(SOURCE DATA)

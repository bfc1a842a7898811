//! Trust gate: which communication filter applies in each lifecycle phase

use serde::{Deserialize, Serialize};

use crate::transaction::TransactionStatus;

#[derive(Debug, Serialize, Deserialize, Clone, Copy, PartialEq, Eq)]
#[serde(rename_all = "SCREAMING_SNAKE_CASE")]
pub enum FilterMode {
    /// Funds not yet secured: contact sharing is blocked
    PreEscrow,
    /// Funds held or released: parties may exchange contact details
    PostEscrow,
}

/// Derive the filter mode from the current transaction status.
///
/// Recomputed on every send attempt; a conversation without a transaction is
/// always `PreEscrow`.
pub fn resolve_filter_mode(status: Option<TransactionStatus>) -> FilterMode {
    use TransactionStatus::*;

    match status {
        Some(EscrowHeld | TransferPending | Completed | DisputeOpened | DisputeResolved) => {
            FilterMode::PostEscrow
        }
        _ => FilterMode::PreEscrow,
    }
}
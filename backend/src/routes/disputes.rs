//! Dispute route definitions

use axum::{routing::post, Router};

use crate::handlers::disputes::{list_disputes, open_dispute, resolve_dispute, start_review};
use crate::state::AppState;

pub fn dispute_routes() -> Router<AppState> {
    Router::new()
        .route(
            "/api/transactions/:id/disputes",
            post(open_dispute).get(list_disputes),
        )
        .route("/api/disputes/:id/review", post(start_review))
        .route("/api/disputes/:id/resolve", post(resolve_dispute))
}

(End SOURCE DATA)

**TO DO:** Exactly as shown above, return every record.

**WRITTEN RESPONSE:**
repository bfc1a842a7898811
//! Trust gate: which communication filter applies in each lifecycle phase

use serde::{Deserialize, Serialize};

use crate::transaction::TransactionStatus;

#[derive(Debug, Serialize, Deserialize, Clone, Copy, PartialEq, Eq)]
#[serde(rename_all = "SCREAMING_SNAKE_CASE")]
pub enum FilterMode {
    /// Funds not yet secured: contact sharing is blocked
    PreEscrow,
    /// Funds held or released: parties may exchange contact details
    PostEscrow,
}

/// Derive the filter mode from the current transaction status.
///
/// Recomputed on every send attempt; a conversation without a transaction is
/// always `PreEscrow`.
pub fn resolve_filter_mode(status: Option<TransactionStatus>) -> FilterMode {
    use TransactionStatus::*;

    match status {
        Some(EscrowHeld | TransferPending | Completed | DisputeOpened | DisputeResolved) => {
            FilterMode::PostEscrow
        }
        _ => FilterMode::PreEscrow,
    }
}
filename backend/src/routes/disputes.rs
//! Dispute route definitions

use axum::{routing::post, Router};

use crate::handlers::disputes::{list_disputes, open_dispute, resolve_dispute, start_review};
use crate::state::AppState;

pub fn dispute_routes() -> Router<AppState> {
    Router::new()
        .route(
            "/api/transactions/:id/disputes",
            post(open_dispute).get(list_disputes),
        )
        .route("/api/disputes/:id/review", post(start_review))
        .route("/api/disputes/:id/resolve", post(resolve_dispute))
}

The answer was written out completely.